I have amended my original post.


----------



## Hawkeye64 (Dec 2, 2018)

JZLobo said:


> I have amended my original post.


Lol sorry bit of a jokester so I had to go for it, hmmm can you tell me more about the setting you wrote about?


----------



## JZLobo (Dec 2, 2018)

I'm just putting out a barebones idea so that anyone who wants to play with me is free to suggest ideas of their own and we can work something out to our mutual satisfaction.


----------



## Hawkeye64 (Dec 2, 2018)

JZLobo said:


> I'm just putting out a barebones idea so that anyone who wants to play with me is free to suggest ideas of their own and we can work something out to our mutual satisfaction.

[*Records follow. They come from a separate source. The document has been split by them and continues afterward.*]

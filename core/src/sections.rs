//! Alphabetical sections for an indexed contact list.
//!
//! Items are grouped by the first letter of their primary full spelling.
//! Anything that does not start with an ASCII letter lands in the "other"
//! section, which always sorts after `Z`.

use std::collections::BTreeMap;

use crate::matching::Searchable;

#[derive(Debug, Clone, PartialEq, Eq)]
pub struct Section<'a, T> {
    pub title: String,
    pub items: Vec<&'a T>,
}

/// Section key for a single item: an uppercase letter, or `None` for other.
pub fn section_letter<T: Searchable + ?Sized>(item: &T) -> Option<char> {
    item.primary_spelling()
        .full
        .chars()
        .next()
        .filter(|c| c.is_ascii_alphabetic())
        .map(|c| c.to_ascii_uppercase())
}

/// Group `items` into lettered sections. Input order is kept inside each
/// section; sections are ordered `A..Z` then `other_label`.
pub fn sections<'a, T: Searchable>(items: &'a [T], other_label: &str) -> Vec<Section<'a, T>> {
    let mut lettered: BTreeMap<char, Vec<&'a T>> = BTreeMap::new();
    let mut other = Vec::new();

    for item in items {
        match section_letter(item) {
            Some(letter) => lettered.entry(letter).or_default().push(item),
            None => other.push(item),
        }
    }

    let mut out: Vec<Section<'a, T>> = lettered
        .into_iter()
        .map(|(letter, items)| Section {
            title: letter.to_string(),
            items,
        })
        .collect();
    if !other.is_empty() {
        out.push(Section {
            title: other_label.to_string(),
            items: other,
        });
    }
    out
}

/// Titles for the index bar, in section order.
pub fn section_titles<T>(sections: &[Section<'_, T>]) -> Vec<String> {
    sections.iter().map(|s| s.title.clone()).collect()
}
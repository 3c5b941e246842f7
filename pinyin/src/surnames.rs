//! Surname readings for common polyphone family names.
//!
//! When a name is known to start with a family name, these readings replace
//! the character's everyday default (单 is `dan` in text but `shan` as a
//! surname).

use phf::phf_map;

static SURNAME_READINGS: phf::Map<char, &'static str> = phf_map! {
    '单' => "shan",
    '曾' => "zeng",
    '仇' => "qiu",
    '解' => "xie",
    '朴' => "piao",
    '区' => "ou",
    '查' => "zha",
    '盖' => "ge",
    '乐' => "yue",
    '覃' => "qin",
    '缪' => "miao",
    '翟' => "zhai",
    '召' => "shao",
    '员' => "yun",
    '藏' => "zang",
    '种' => "chong",
    '秘' => "bi",
    '燕' => "yan",
    '薄' => "bo",
    '牟' => "mou",
    '尉' => "yu",
    '长' => "chang",
    '重' => "chong",
    '沈' => "shen",
    '任' => "ren",
    '冯' => "feng",
    '叶' => "ye",
    '陆' => "lu",
    '贾' => "jia",
    '柏' => "bai",
    '车' => "che",
    '曲' => "qu",
    '华' => "hua",
};

/// Search-format surname reading for `ch`, if it has one.
pub fn surname_reading(ch: char) -> Option<&'static str> {
    SURNAME_READINGS.get(&ch).copied()
}

#[cfg(test)]
mod tests {
    use super::*;

    #[test]
    fn known_surnames() {
        assert_eq!(surname_reading('单'), Some("shan"));
        assert_eq!(surname_reading('曾'), Some("zeng"));
        assert_eq!(surname_reading('王'), None);
    }
}
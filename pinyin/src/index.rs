//! Contact index: owns the records of a contact list and answers queries.
//!
//! This wraps table selection, record construction, search and sectioning
//! behind one type configured by `PinyinIndexConfig`.

use std::sync::Arc;

use namedex_core::{sections, Matcher, Result, Section};

use crate::config::PinyinIndexConfig;
use crate::person::{PersonEntry, PersonRecord};
use crate::search::{search, SearchHit};
use crate::table::PinyinTable;
use crate::transliterator::{ReadingHint, Transliterator};

#[derive(Debug, Clone)]
enum TableSource {
    Global(&'static PinyinTable),
    Owned(Arc<PinyinTable>),
}

impl TableSource {
    fn get(&self) -> &PinyinTable {
        match self {
            TableSource::Global(table) => table,
            TableSource::Owned(table) => table,
        }
    }
}

#[derive(Debug, Clone)]
pub struct ContactIndex {
    table: TableSource,
    config: PinyinIndexConfig,
    matcher: Matcher,
    records: Vec<PersonRecord>,
}

impl ContactIndex {
    /// Create an index. Loads `config.resource_path` if set (a compiled
    /// `.bin` table or a text resource), otherwise uses the shared table.
    pub fn new(config: PinyinIndexConfig) -> Result<Self> {
        let table = match &config.resource_path {
            Some(path) => TableSource::Owned(Arc::new(PinyinTable::load(path)?)),
            None => TableSource::Global(PinyinTable::global()?),
        };
        Ok(Self::with_source(table, config))
    }

    /// Create an index over an explicit table.
    pub fn with_table(table: Arc<PinyinTable>, config: PinyinIndexConfig) -> Self {
        Self::with_source(TableSource::Owned(table), config)
    }

    fn with_source(table: TableSource, config: PinyinIndexConfig) -> Self {
        let matcher = Matcher::from_config(config.base());
        Self {
            table,
            config,
            matcher,
            records: Vec::new(),
        }
    }

    pub fn config(&self) -> &PinyinIndexConfig {
        &self.config
    }

    pub fn table(&self) -> &PinyinTable {
        self.table.get()
    }

    pub fn transliterator(&self) -> Transliterator<'_> {
        Transliterator::new(self.table.get())
            .with_polyphone_variants(self.config.base().polyphone_variants)
    }

    /// Surname hints from the config apply only to entries without a hint.
    fn effective(&self, entry: &PersonEntry) -> PersonEntry {
        let mut entry = entry.clone();
        if self.config.surname_hints && entry.hint == ReadingHint::None {
            entry.hint = ReadingHint::Surname;
        }
        entry
    }

    /// Add one entry and return its record.
    pub fn insert(&mut self, entry: PersonEntry) -> Result<&PersonRecord> {
        let entry = self.effective(&entry);
        let record = PersonRecord::from_entry(&self.transliterator(), &entry)?;
        self.records.push(record);
        Ok(&self.records[self.records.len() - 1])
    }

    /// Add many entries, transliterating in parallel.
    pub fn extend(&mut self, entries: &[PersonEntry]) -> Result<usize> {
        let entries: Vec<PersonEntry> = entries.iter().map(|e| self.effective(e)).collect();
        let built = PersonRecord::build_batch(&self.transliterator(), &entries)?;
        let added = built.len();
        self.records.extend(built);
        tracing::debug!(added, total = self.records.len(), "extended contact index");
        Ok(added)
    }

    pub fn records(&self) -> &[PersonRecord] {
        &self.records
    }

    pub fn len(&self) -> usize {
        self.records.len()
    }

    pub fn is_empty(&self) -> bool {
        self.records.is_empty()
    }

    /// Run a query, updating every record's match fields.
    pub fn search(&mut self, query: &str) -> Vec<SearchHit> {
        search(&mut self.records, query, &self.matcher)
    }

    /// Alphabetical sections over all records.
    pub fn sections(&self) -> Vec<Section<'_, PersonRecord>> {
        sections(&self.records, &self.config.base().section_other_label)
    }
}

#[cfg(test)]
mod tests {
    use super::*;
    use namedex_core::section_titles;

    #[test]
    fn surname_hints_from_config() {
        let config = PinyinIndexConfig {
            surname_hints: true,
            ..PinyinIndexConfig::default()
        };
        let mut index = ContactIndex::new(config).unwrap();
        let record = index.insert(PersonEntry::new("1", "单丽")).unwrap();
        assert_eq!(record.full_spelling(), "shanli");
    }

    #[test]
    fn compiled_table_from_config() {
        let path = std::env::temp_dir().join(format!("namedex_index_{}.bin", std::process::id()));
        PinyinTable::parse("91CD (zhong4,chong2)\n5E86 (qing4)\n")
            .unwrap()
            .save_bincode(&path)
            .unwrap();
        let config = PinyinIndexConfig {
            resource_path: Some(path.clone()),
            ..PinyinIndexConfig::default()
        };
        let mut index = ContactIndex::new(config).unwrap();
        assert_eq!(index.table().len(), 2);
        let record = index.insert(PersonEntry::new("1", "重庆")).unwrap();
        assert_eq!(record.full_spelling(), "zhongqing");
        let hits = index.search("cq");
        assert_eq!(hits.len(), 1);
        assert!(hits[0].result.alternate);
        let _ = std::fs::remove_file(path);
    }

    #[test]
    fn owned_table_and_sections() {
        let table = Arc::new(PinyinTable::parse("674E (li3)\n738B (wang2)\n").unwrap());
        let mut index = ContactIndex::with_table(table, PinyinIndexConfig::default());
        index
            .extend(&[
                PersonEntry::new("1", "王"),
                PersonEntry::new("2", "李"),
                PersonEntry::new("3", "9号"),
            ])
            .unwrap();
        assert_eq!(index.len(), 3);
        let secs = index.sections();
        assert_eq!(section_titles(&secs), vec!["L", "W", "#"]);
        let hits = index.search("w");
        assert_eq!(hits.len(), 1);
        assert_eq!(index.records()[hits[0].index].id(), "1");
    }
}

Well when I think Post apocalyptic I think zombies, nuclear war, natural diasters, that kind of thing, I do have a good zombie setting rp idea in my files


----------



## JZLobo (Dec 2, 2018)

I'm imagining something more akin to Mad Max or Peter David's Hidden Earth Chronicles. I am so sick and tired of zombies.


----------



## Hawkeye64 (Dec 2, 2018)

JZLobo said:


> I'm imagining something more akin to Mad Max. I am so sick and tired of zombies.

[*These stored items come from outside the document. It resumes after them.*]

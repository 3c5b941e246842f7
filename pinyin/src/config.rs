//! Pinyin-specific configuration that extends the base `Config` from core.
//!
//! This configuration includes:
//! - All generic options from `namedex_core::Config` (flattened via serde)
//! - The output format used when displaying readings
//! - An optional reading table (compiled or text) to load instead of the bundled one
//! - Whether names are assumed to start with a family name
//!
//! # Example
//!
//! ```rust
//! use namedex_pinyin::PinyinIndexConfig;
//!
//! let config = PinyinIndexConfig::from_toml_str("surname_hints = true").unwrap();
//! assert!(config.surname_hints);
//! assert!(config.base().polyphone_variants);
//! ```
use std::path::{Path, PathBuf};

use namedex_core::{Error, Result};
use serde::{Deserialize, Serialize};

use crate::format::OutputFormat;

#[derive(Debug, Clone, Default, PartialEq, Eq, Deserialize, Serialize)]
#[serde(default)]
pub struct PinyinIndexConfig {
    /// Base configuration fields (polyphone variants, match strategies, sections)
    #[serde(flatten)]
    pub base: namedex_core::Config,

    /// Format for readings shown to users (search spellings always use
    /// `OutputFormat::SEARCH`)
    pub output_format: OutputFormat,

    /// Table to load instead of the bundled one: a compiled `.bin` table
    /// from `convert_pinyin_table` or a text resource
    #[serde(skip_serializing_if = "Option::is_none")]
    pub resource_path: Option<PathBuf>,

    /// Apply surname readings to the first character of every name
    pub surname_hints: bool,
}

impl PinyinIndexConfig {
    /// Convert this pinyin config into the base config
    pub fn into_base(self) -> namedex_core::Config {
        self.base
    }

    /// Get a reference to the base config
    pub fn base(&self) -> &namedex_core::Config {
        &self.base
    }

    /// Get a mutable reference to the base config
    pub fn base_mut(&mut self) -> &mut namedex_core::Config {
        &mut self.base
    }

    pub fn load_toml<P: AsRef<Path>>(path: P) -> Result<Self> {
        let path = path.as_ref();
        let content = std::fs::read_to_string(path)
            .map_err(|e| Error::io(format!("read config {}", path.display()), e))?;
        Self::from_toml_str(&content)
    }

    pub fn from_toml_str(content: &str) -> Result<Self> {
        toml::from_str(content).map_err(|e| Error::Config(e.to_string()))
    }

    pub fn to_toml_string(&self) -> Result<String> {
        toml::to_string_pretty(self).map_err(|e| Error::Config(e.to_string()))
    }
}
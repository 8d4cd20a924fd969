//! Newline-delimited JSON framing between host and worker.

use crate::config::types::{GreenboxError, Result};
use crate::core::types::{ExecutionRequest, WorkerMessage};
use serde::Serialize;
use std::io::Write;

fn to_protocol_error(prefix: &str, err: impl std::fmt::Display) -> GreenboxError {
    GreenboxError::Protocol(format!("{prefix}: {err}"))
}

/// Write `value` as one JSON line and flush.
pub fn write_json_line<W: Write, T: Serialize>(writer: &mut W, value: &T) -> Result<()> {
    let mut payload =
        serde_json::to_vec(value).map_err(|e| to_protocol_error("failed to encode json", e))?;
    payload.push(b'\n');
    writer.write_all(&payload)?;
    writer.flush()?;
    Ok(())
}

pub fn encode_request<W: Write>(writer: &mut W, req: &ExecutionRequest) -> Result<()> {
    write_json_line(writer, req)
}

/// Decode one worker line (without its trailing newline).
pub fn decode_worker_message(line: &[u8]) -> Result<WorkerMessage> {
    let line = line.strip_suffix(b"\r").unwrap_or(line);
    serde_json::from_slice(line).map_err(|e| {
        let preview: String = String::from_utf8_lossy(line).chars().take(120).collect();
        to_protocol_error(&format!("undecodable worker line {preview:?}"), e)
    })
}
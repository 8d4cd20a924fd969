use crate::config::types::AnalyzerConfig;
use crate::core::harness::worker_source;
use crate::engine::adapter::InterpreterAdapter;

#[derive(Debug, Clone, Default)]
pub struct PythonAdapter;

impl InterpreterAdapter for PythonAdapter {
    fn language(&self) -> &'static str {
        "python"
    }

    fn worker_command(&self, config: &AnalyzerConfig) -> Vec<String> {
        // -I: ignore PYTHON* env and user site, -B: no .pyc, -u: unbuffered pipes
        let mut command = vec![
            config.interpreter.binary.to_string_lossy().to_string(),
            "-I".to_string(),
            "-B".to_string(),
            "-u".to_string(),
        ];
        command.extend(config.interpreter.extra_args.iter().cloned());
        command.push("-c".to_string());
        command.push(worker_source(config));
        command
    }

    fn version_command(&self, config: &AnalyzerConfig) -> Vec<String> {
        vec![
            config.interpreter.binary.to_string_lossy().to_string(),
            "--version".to_string(),
        ]
    }
}
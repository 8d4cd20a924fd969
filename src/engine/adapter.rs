use crate::config::types::AnalyzerConfig;

/// Interpreter adapter contract for launching harness workers.
pub trait InterpreterAdapter: Send + Sync {
    fn language(&self) -> &'static str;

    /// Full argv of a worker that speaks the line protocol on stdin/stdout.
    fn worker_command(&self, config: &AnalyzerConfig) -> Vec<String>;

    /// Argv that prints the interpreter version and exits.
    fn version_command(&self, config: &AnalyzerConfig) -> Vec<String>;

    /// Environment of the worker. Everything else is cleared.
    fn worker_environment(&self, config: &AnalyzerConfig) -> Vec<(String, String)> {
        config.interpreter.environment.clone()
    }
}
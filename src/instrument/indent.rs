//! Body indentation lookup for injected statements.

/// Leading whitespace of `line`.
pub fn leading_whitespace(line: &str) -> &str {
    let body = line.trim_start();
    &line[..line.len() - body.len()]
}

/// Indentation for a statement injected into the body opened at `index`.
///
/// Uses the leading whitespace of the next non-blank line. When that line is
/// not indented, or the header is the last non-blank line, falls back to the
/// header's own indentation plus `indent_unit`. The scan stops at the first
/// non-blank line whatever its nesting, so a blank-line-separated dedented
/// sibling can be picked up instead of the real body.
pub fn resolve_body_indent(lines: &[&str], index: usize, indent_unit: &str) -> String {
    if let Some(next) = lines
        .iter()
        .skip(index + 1)
        .find(|line| !line.trim().is_empty())
    {
        let indent = leading_whitespace(next);
        if !indent.is_empty() {
            return indent.to_string();
        }
    }

    let parent = lines.get(index).map(|l| leading_whitespace(l)).unwrap_or("");
    format!("{parent}{indent_unit}")
}

#[cfg(test)]
mod tests {
    use super::*;

    #[test]
    fn uses_next_non_blank_line() {
        let lines = ["for i in x:", "", "   ", "\tprint(i)"];
        assert_eq!(resolve_body_indent(&lines, 0, "    "), "\t");
    }

    #[test]
    fn nested_header_takes_inner_body_indent() {
        let lines = ["def f():", "    for i in x:", "        pass"];
        assert_eq!(resolve_body_indent(&lines, 1, "    "), "        ");
        assert_eq!(resolve_body_indent(&lines, 0, "    "), "    ");
    }

    #[test]
    fn falls_back_at_end_of_input() {
        let lines = ["x = 1", "  while True:", "", ""];
        assert_eq!(resolve_body_indent(&lines, 1, "    "), "      ");
    }

    #[test]
    fn falls_back_when_next_line_is_dedented() {
        let lines = ["    def g():", "print(1)"];
        assert_eq!(resolve_body_indent(&lines, 0, "  "), "      ");
    }

    #[test]
    fn blank_separated_sibling_is_taken_as_is() {
        // Header with an empty body followed by a shallower sibling: the
        // sibling's indentation wins.
        let lines = ["        for i in x:", "", "    y = 2"];
        assert_eq!(resolve_body_indent(&lines, 0, "    "), "    ");
    }

    #[test]
    fn out_of_range_index_still_yields_unit() {
        let lines: [&str; 0] = [];
        assert_eq!(resolve_body_indent(&lines, 3, "    "), "    ");
    }
}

I fliping love mad max, also can we discuss this over notes on Furaffinity, name there same as here


----------



## JZLobo (Dec 3, 2018)

Bumpity wumpity.


----------



## Hawkeye64 (Dec 3, 2018)

JZLobo said:


> Bumpity wumpity.


Huh


----------



## Cres Moon (Dec 7, 2018)

Still looking for people? I've been looking for a new roleplay partner myself especially now that the semester is over and my job has cut my hours.


----------



## JZLobo (Dec 7, 2018)

Hey, yeah. Shoot me a DM.


----------



## JZLobo (Dec 17, 2018)

@KelpieKat Spamvertizing is obnoxious. You have been reported.


----------



## Cres Moon (Dec 17, 2018)

@KelpieKat also pretty sure that counts as an nsfw picture


----------



## shadowangely (Feb 1, 2019)

are you interested in demon x anthro or just anthro x anthro ? and do you do m x m or m x f ?


----------



## JZLobo (Feb 2, 2019)

shadowangely said:


> are you interested in demon x anthro or just anthro x anthro ? and do you do m x m or m x f ?


No demons, m/f only.


----------



## Cres Moon (Feb 2, 2019)

shadowangely said:


> are you interested in demon x anthro or just anthro x anthro ? and do you do m x m or m x f ?


I do f x f or m x f. And whatever you want as long as I can play my characters


----------



## shadowangely (Feb 2, 2019)

Cres Moon said:


> I do f x f or m x f. And whatever you want as long as I can play my characters


i dont mind doing M x F with my demon boy, are you willing to RP on discord ?


----------



## Cres Moon (Feb 5, 2019)

shadowangely said:


> i dont mind doing M x F with my demon boy, are you willing to RP on discord ?


I prefer it my discord is Nexus#5958


----------